■ What you need to do ■
Collect all lines from the records below that include the word "creating".

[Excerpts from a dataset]

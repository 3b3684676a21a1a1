use dioxus::prelude::*;

struct TimelineEntry {
    year: &'static str,
    title: &'static str,
    description: &'static str,
    marker: &'static str,
}

const TIMELINE: &[TimelineEntry] = &[
    TimelineEntry {
        year: "2020",
        title: "Started Coding Journey",
        description: "Got curious about websites and started with HTML/CSS tutorials",
        marker: "</>",
    },
    TimelineEntry {
        year: "2021",
        title: "First React Project",
        description: "Built my first single page app - was mind blown by components!",
        marker: "🚀",
    },
    TimelineEntry {
        year: "2022",
        title: "Learned Modern Tools",
        description: "Started using TypeScript and Next.js for bigger projects",
        marker: "⚡",
    },
    TimelineEntry {
        year: "2023",
        title: "AI Integration",
        description: "Got into AI APIs and started building smarter web apps",
        marker: "🧠",
    },
];

const PROFILE_DETAILS: &[(&str, &str)] = &[
    ("Location:", "India"),
    ("Experience:", "3+ Years"),
    ("Favorite Tech:", "React & Next.js"),
    ("Currently Learning:", "Three.js & AI APIs"),
];

#[component]
pub fn About() -> Element {
    rsx! {
        section { id: "about", class: "section",
            div { class: "section-heading",
                h2 { class: "section-title neon-text", "About Me" }
                p { class: "section-subtitle",
                    "Passionate frontend developer with a love for creating immersive digital experiences"
                }
            }

            div { class: "about-grid",
                div { class: "card glass",
                    div { class: "profile-header",
                        div { class: "profile-avatar", "AC" }
                        div {
                            h3 { class: "profile-name text-primary", "Aman Chauhan" }
                            p { class: "text-muted", "Frontend Developer & AI Enthusiast" }
                        }
                    }
                    p { class: "profile-bio",
                        "Hey there! I'm Aman, a frontend developer who really enjoys building cool stuff on the web. \
                         Started out just being curious about how websites worked, and now I'm into creating modern \
                         interfaces with some AI features thrown in. Always learning something new!"
                    }
                    div { class: "profile-details",
                        for (label, value) in PROFILE_DETAILS.iter().copied() {
                            div {
                                span { class: "text-primary strong", "{label}" }
                                p { class: "text-muted", "{value}" }
                            }
                        }
                    }
                }

                div { class: "timeline",
                    h3 { class: "timeline-title", "My Journey" }
                    for entry in TIMELINE {
                        div { class: "timeline-entry",
                            div { class: "timeline-marker", "{entry.marker}" }
                            div { class: "timeline-body",
                                div { class: "timeline-year-row",
                                    span { class: "text-primary strong", "{entry.year}" }
                                    div { class: "timeline-rule" }
                                }
                                h4 { "{entry.title}" }
                                p { class: "text-muted", "{entry.description}" }
                            }
                        }
                    }
                }
            }
        }
    }
}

■ Task answer ■
                    "Passionate frontend developer with a love for creating immersive digital experiences"
                         Started out just being curious about how websites worked, and now I'm into creating modern \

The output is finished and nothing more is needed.